YOUR GOAL
What is needed is an exact copy of every line in the listing.

MATERIAL TO PROCESS
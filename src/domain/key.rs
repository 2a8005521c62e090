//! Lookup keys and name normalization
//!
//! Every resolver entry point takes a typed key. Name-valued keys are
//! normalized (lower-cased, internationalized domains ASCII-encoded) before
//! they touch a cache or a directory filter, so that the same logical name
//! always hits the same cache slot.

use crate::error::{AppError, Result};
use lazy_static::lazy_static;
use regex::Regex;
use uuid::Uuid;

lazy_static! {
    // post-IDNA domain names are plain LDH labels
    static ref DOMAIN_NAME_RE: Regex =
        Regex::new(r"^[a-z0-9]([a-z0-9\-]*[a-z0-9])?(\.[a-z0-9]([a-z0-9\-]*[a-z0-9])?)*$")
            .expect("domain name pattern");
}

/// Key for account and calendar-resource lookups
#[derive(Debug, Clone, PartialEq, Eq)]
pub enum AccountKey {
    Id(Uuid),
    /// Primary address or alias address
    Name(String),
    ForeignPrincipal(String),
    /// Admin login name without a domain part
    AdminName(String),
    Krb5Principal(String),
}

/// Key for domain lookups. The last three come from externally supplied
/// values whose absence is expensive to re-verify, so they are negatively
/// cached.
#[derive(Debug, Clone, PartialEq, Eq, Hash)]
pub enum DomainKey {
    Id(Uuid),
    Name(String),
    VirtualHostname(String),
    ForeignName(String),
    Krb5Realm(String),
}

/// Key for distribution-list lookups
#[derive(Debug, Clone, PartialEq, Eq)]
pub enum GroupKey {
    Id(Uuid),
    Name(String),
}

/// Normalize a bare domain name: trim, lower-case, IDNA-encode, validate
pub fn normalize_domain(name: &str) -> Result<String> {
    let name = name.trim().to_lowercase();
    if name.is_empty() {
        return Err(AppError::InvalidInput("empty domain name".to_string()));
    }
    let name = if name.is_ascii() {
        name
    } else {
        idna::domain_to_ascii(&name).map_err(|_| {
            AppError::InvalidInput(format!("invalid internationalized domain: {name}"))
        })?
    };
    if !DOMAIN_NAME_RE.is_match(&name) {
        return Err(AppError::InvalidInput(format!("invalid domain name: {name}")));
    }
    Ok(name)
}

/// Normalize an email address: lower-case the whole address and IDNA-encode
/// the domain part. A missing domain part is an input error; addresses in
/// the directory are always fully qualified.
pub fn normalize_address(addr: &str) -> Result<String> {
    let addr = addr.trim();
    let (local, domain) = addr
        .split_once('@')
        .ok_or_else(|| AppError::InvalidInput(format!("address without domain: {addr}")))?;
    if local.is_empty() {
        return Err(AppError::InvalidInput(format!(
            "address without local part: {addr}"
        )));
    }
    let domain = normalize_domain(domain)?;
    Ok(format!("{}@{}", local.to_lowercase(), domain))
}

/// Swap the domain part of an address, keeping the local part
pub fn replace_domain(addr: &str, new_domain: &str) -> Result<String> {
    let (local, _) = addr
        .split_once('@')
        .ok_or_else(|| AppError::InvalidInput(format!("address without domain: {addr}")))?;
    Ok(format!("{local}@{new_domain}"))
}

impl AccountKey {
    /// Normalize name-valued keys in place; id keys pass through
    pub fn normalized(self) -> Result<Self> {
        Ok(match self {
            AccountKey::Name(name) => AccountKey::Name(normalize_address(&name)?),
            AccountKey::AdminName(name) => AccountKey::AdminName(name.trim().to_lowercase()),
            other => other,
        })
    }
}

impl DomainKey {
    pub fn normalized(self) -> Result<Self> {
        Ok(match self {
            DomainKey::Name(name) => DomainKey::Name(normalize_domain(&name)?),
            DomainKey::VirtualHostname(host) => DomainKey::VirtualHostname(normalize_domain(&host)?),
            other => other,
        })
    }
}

THE ANSWER
filename src/domain/key.rs
repository 2a8005521c62e090
//! Lookup keys and name normalization
//!
//! Every resolver entry point takes a typed key. Name-valued keys are
//! normalized (lower-cased, internationalized domains ASCII-encoded) before
//! they touch a cache or a directory filter, so that the same logical name
//! always hits the same cache slot.

use crate::error::{AppError, Result};
use lazy_static::lazy_static;
use regex::Regex;
use uuid::Uuid;

lazy_static! {
    // post-IDNA domain names are plain LDH labels
    static ref DOMAIN_NAME_RE: Regex =
        Regex::new(r"^[a-z0-9]([a-z0-9\-]*[a-z0-9])?(\.[a-z0-9]([a-z0-9\-]*[a-z0-9])?)*$")
            .expect("domain name pattern");
}

/// Key for account and calendar-resource lookups
#[derive(Debug, Clone, PartialEq, Eq)]
pub enum AccountKey {
    Id(Uuid),
    /// Primary address or alias address
    Name(String),
    ForeignPrincipal(String),
    /// Admin login name without a domain part
    AdminName(String),
    Krb5Principal(String),
}

/// Key for domain lookups. The last three come from externally supplied
/// values whose absence is expensive to re-verify, so they are negatively
/// cached.
#[derive(Debug, Clone, PartialEq, Eq, Hash)]
pub enum DomainKey {
    Id(Uuid),
    Name(String),
    VirtualHostname(String),
    ForeignName(String),
    Krb5Realm(String),
}

/// Key for distribution-list lookups
#[derive(Debug, Clone, PartialEq, Eq)]
pub enum GroupKey {
    Id(Uuid),
    Name(String),
}

/// Normalize a bare domain name: trim, lower-case, IDNA-encode, validate
pub fn normalize_domain(name: &str) -> Result<String> {
    let name = name.trim().to_lowercase();
    if name.is_empty() {
        return Err(AppError::InvalidInput("empty domain name".to_string()));
    }
    let name = if name.is_ascii() {
        name
    } else {
        idna::domain_to_ascii(&name).map_err(|_| {
            AppError::InvalidInput(format!("invalid internationalized domain: {name}"))
        })?
    };
    if !DOMAIN_NAME_RE.is_match(&name) {
        return Err(AppError::InvalidInput(format!("invalid domain name: {name}")));
    }
    Ok(name)
}

/// Normalize an email address: lower-case the whole address and IDNA-encode
/// the domain part. A missing domain part is an input error; addresses in
/// the directory are always fully qualified.
pub fn normalize_address(addr: &str) -> Result<String> {
    let addr = addr.trim();
    let (local, domain) = addr
        .split_once('@')
        .ok_or_else(|| AppError::InvalidInput(format!("address without domain: {addr}")))?;
    if local.is_empty() {
        return Err(AppError::InvalidInput(format!(
            "address without local part: {addr}"
        )));
    }
    let domain = normalize_domain(domain)?;
    Ok(format!("{}@{}", local.to_lowercase(), domain))
}

/// Swap the domain part of an address, keeping the local part
pub fn replace_domain(addr: &str, new_domain: &str) -> Result<String> {
    let (local, _) = addr
        .split_once('@')
        .ok_or_else(|| AppError::InvalidInput(format!("address without domain: {addr}")))?;
    Ok(format!("{local}@{new_domain}"))
}

impl AccountKey {
    /// Normalize name-valued keys in place; id keys pass through
    pub fn normalized(self) -> Result<Self> {
        Ok(match self {
            AccountKey::Name(name) => AccountKey::Name(normalize_address(&name)?),
            AccountKey::AdminName(name) => AccountKey::AdminName(name.trim().to_lowercase()),
            other => other,
        })
    }
}

impl DomainKey {
    pub fn normalized(self) -> Result<Self> {
        Ok(match self {
            DomainKey::Name(name) => DomainKey::Name(normalize_domain(&name)?),
            DomainKey::VirtualHostname(host) => DomainKey::VirtualHostname(normalize_domain(&host)?),
            other => other,
        })
    }
}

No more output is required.